▶ [TASK TO COMPLETE]: Start the output with the opening line of the listing below and continue, reproducing each line exactly, up to and including the line that contains "and an optional".

▶ [GIVEN DATA]:
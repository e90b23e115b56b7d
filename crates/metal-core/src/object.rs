#![forbid(unsafe_code)]

//! Object handles.
//!
//! An [`Object`] is a cheap, clonable handle to shared state: a lazily
//! assigned guid, a metadata record, a destroyed flag and an optional
//! [`ObjectDelegate`] supplying dynamic capabilities. Handles compare by
//! identity.
//!
//! [`Object::extend`] creates a child whose record structurally shares every
//! sub-map with its parent. Prototype lookups never walk a live chain: what
//! the child sees is what the parent had at extension time, and later
//! writes on either side stay private.

use std::cell::{Cell, Ref, RefCell, RefMut};
use std::fmt;
use std::rc::{Rc, Weak};

use crate::guid::{Guid, LazyGuid};
use crate::meta::Meta;
use crate::value::Value;
use crate::watching;

/// Optional dynamic capabilities of an object.
///
/// Every method has a default that declines, so implementors override only
/// what they support.
pub trait ObjectDelegate {
    /// Fallback for reads that found no stored value. `None` leaves the
    /// result `undefined`.
    fn unknown_property(&self, _obj: &Object, _key: &str) -> Option<Value> {
        None
    }

    /// Intercept a write to a key the object has no slot for. Returning
    /// `false` lets the write fall through to plain storage.
    fn set_unknown_property(&self, _obj: &Object, _key: &str, _value: &Value) -> bool {
        false
    }

    /// Offered every event before registered listeners run.
    fn send_event(&self, _obj: &Object, _event: &str, _args: &[Value]) {}

    fn did_add_listener(&self, _obj: &Object, _event: &str) {}

    fn did_remove_listener(&self, _obj: &Object, _event: &str) {}
}

struct ObjectInner {
    guid: LazyGuid,
    meta: RefCell<Meta>,
    delegate: Option<Rc<dyn ObjectDelegate>>,
    destroyed: Cell<bool>,
    proto: Option<Object>,
}

#[derive(Clone)]
pub struct Object {
    inner: Rc<ObjectInner>,
}

/// Non-owning handle, used for listener targets and chain back-references.
#[derive(Clone)]
pub struct WeakObject {
    inner: Weak<ObjectInner>,
}

impl WeakObject {
    #[must_use]
    pub fn upgrade(&self) -> Option<Object> {
        self.inner.upgrade().map(|inner| Object { inner })
    }
}

impl fmt::Debug for WeakObject {
    fn fmt(&self, f: &mut fmt::Formatter<'_>) -> fmt::Result {
        match self.upgrade() {
            Some(obj) => write!(f, "WeakObject({})", obj.guid()),
            None => write!(f, "WeakObject(<dropped>)"),
        }
    }
}

impl Object {
    #[must_use]
    pub fn new() -> Self {
        Self::build(Meta::default(), None, None)
    }

    pub fn with_delegate(delegate: impl ObjectDelegate + 'static) -> Self {
        Self::build(Meta::default(), Some(Rc::new(delegate)), None)
    }

    fn build(meta: Meta, delegate: Option<Rc<dyn ObjectDelegate>>, proto: Option<Object>) -> Self {
        Self {
            inner: Rc::new(ObjectInner {
                guid: LazyGuid::new(),
                meta: RefCell::new(meta),
                delegate,
                destroyed: Cell::new(false),
                proto,
            }),
        }
    }

    /// Create a child sharing this object's metadata copy-on-write. The
    /// delegate is inherited; path chains are re-anchored on the child.
    #[must_use]
    pub fn extend(&self) -> Object {
        let meta = self.meta().inherit();
        let child = Self::build(meta, self.inner.delegate.clone(), Some(self.clone()));
        watching::inherit_chains(self, &child);
        child
    }

    #[must_use]
    pub fn guid(&self) -> Guid {
        self.inner.guid.get()
    }

    /// The object this one was extended from.
    #[must_use]
    pub fn proto(&self) -> Option<&Object> {
        self.inner.proto.as_ref()
    }

    #[must_use]
    pub fn downgrade(&self) -> WeakObject {
        WeakObject {
            inner: Rc::downgrade(&self.inner),
        }
    }

    #[must_use]
    pub fn ptr_eq(&self, other: &Object) -> bool {
        Rc::ptr_eq(&self.inner, &other.inner)
    }

    #[must_use]
    pub fn is_destroyed(&self) -> bool {
        self.inner.destroyed.get()
    }

    /// Mark the object destroyed and release its metadata.
    ///
    /// Descriptors are torn down and chains rooted here are unlinked from
    /// the objects they pass through, then the record is replaced with an empty one, which drops stored
    /// values and breaks any reference cycles through them. Idempotent.
    pub fn destroy(&self) {
        if self.inner.destroyed.replace(true) {
            return;
        }
        tracing::debug!(message = "object.destroy", guid = %self.guid());
        let descs: Vec<_> = self
            .meta()
            .descs
            .iter()
            .map(|(key, desc)| (Rc::clone(key), desc.clone()))
            .collect();
        for (key, desc) in descs {
            desc.teardown(self, &key);
        }
        watching::teardown_chains(self);
        let released = std::mem::take(&mut *self.meta_mut());
        drop(released);
    }

    pub(crate) fn delegate(&self) -> Option<Rc<dyn ObjectDelegate>> {
        self.inner.delegate.clone()
    }

    pub(crate) fn meta(&self) -> Ref<'_, Meta> {
        self.inner.meta.borrow()
    }

    pub(crate) fn meta_mut(&self) -> RefMut<'_, Meta> {
        self.inner.meta.borrow_mut()
    }
}

impl Default for Object {
    fn default() -> Self {
        Self::new()
    }
}

impl PartialEq for Object {
    fn eq(&self, other: &Self) -> bool {
        self.ptr_eq(other)
    }
}

impl Eq for Object {}

impl fmt::Debug for Object {
    fn fmt(&self, f: &mut fmt::Formatter<'_>) -> fmt::Result {
        f.debug_struct("Object")
            .field("guid", &self.guid())
            .field("destroyed", &self.is_destroyed())
            .field("has_proto", &self.inner.proto.is_some())
            .finish()
    }
}
//! Known generation models and the backend that serves each one.
//!
//! Candidate notes are labelled by model id. The backend is resolved through
//! a fixed table rather than by inspecting the id.

use serde::{Deserialize, Serialize};

/// Service family that produced a generated note.
#[derive(Debug, Clone, Copy, PartialEq, Eq, Hash, Serialize, Deserialize)]
#[serde(rename_all = "snake_case")]
pub enum GenerationBackend {
    /// Hosted chat-completion models.
    OpenAi,
    /// Hosted Gemini models.
    Gemini,
    /// Hugging Face inference router.
    HuggingFace,
    /// In-process text-to-text model.
    Local,
}

const KNOWN_MODELS: &[(&str, GenerationBackend)] = &[
    ("gpt-4o", GenerationBackend::OpenAi),
    ("gpt-4o-mini", GenerationBackend::OpenAi),
    ("gpt-4-turbo-preview", GenerationBackend::OpenAi),
    ("gpt-3.5-turbo", GenerationBackend::OpenAi),
    ("gemini-1.5-pro", GenerationBackend::Gemini),
    ("gemini-1.5-flash", GenerationBackend::Gemini),
    ("gemini-pro", GenerationBackend::Gemini),
    ("local-t5", GenerationBackend::Local),
    ("katanemo/Arch-Router-1.5B", GenerationBackend::HuggingFace),
    ("katanemo/Arch-Router-1.5B:hf-inference", GenerationBackend::HuggingFace),
    ("HuggingFaceTB/SmolLM3-3B:hf-inference", GenerationBackend::HuggingFace),
];

impl GenerationBackend {
    /// Backend registered for `model`, if the id is known.
    ///
    /// # Examples
    ///
    /// ```
    /// use note_eval::providers::GenerationBackend;
    ///
    /// assert_eq!(GenerationBackend::lookup("gemini-pro"), Some(GenerationBackend::Gemini));
    /// assert_eq!(GenerationBackend::lookup("my-model"), None);
    /// ```
    #[must_use]
    pub fn lookup(model: &str) -> Option<Self> {
        KNOWN_MODELS
            .iter()
            .find(|(id, _)| *id == model)
            .map(|&(_, backend)| backend)
    }

    /// Backend for `model`, defaulting to [`GenerationBackend::OpenAi`] for
    /// unknown ids.
    #[must_use]
    pub fn for_model(model: &str) -> Self {
        Self::lookup(model).unwrap_or(Self::OpenAi)
    }

    /// Model ids registered for this backend, in table order.
    pub fn models(self) -> impl Iterator<Item = &'static str> {
        KNOWN_MODELS
            .iter()
            .filter(move |(_, backend)| *backend == self)
            .map(|&(id, _)| id)
    }

    /// Stable lowercase name used in reports.
    #[must_use]
    pub const fn name(self) -> &'static str {
        match self {
            Self::OpenAi => "open_ai",
            Self::Gemini => "gemini",
            Self::HuggingFace => "hugging_face",
            Self::Local => "local",
        }
    }
}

▶ [RESPONSE]:
repository e90b23e115b56b7d
filename crates/metal-core/src/object.rs
#![forbid(unsafe_code)]

//! Object handles.
//!
//! An [`Object`] is a cheap, clonable handle to shared state: a lazily
//! assigned guid, a metadata record, a destroyed flag and an optional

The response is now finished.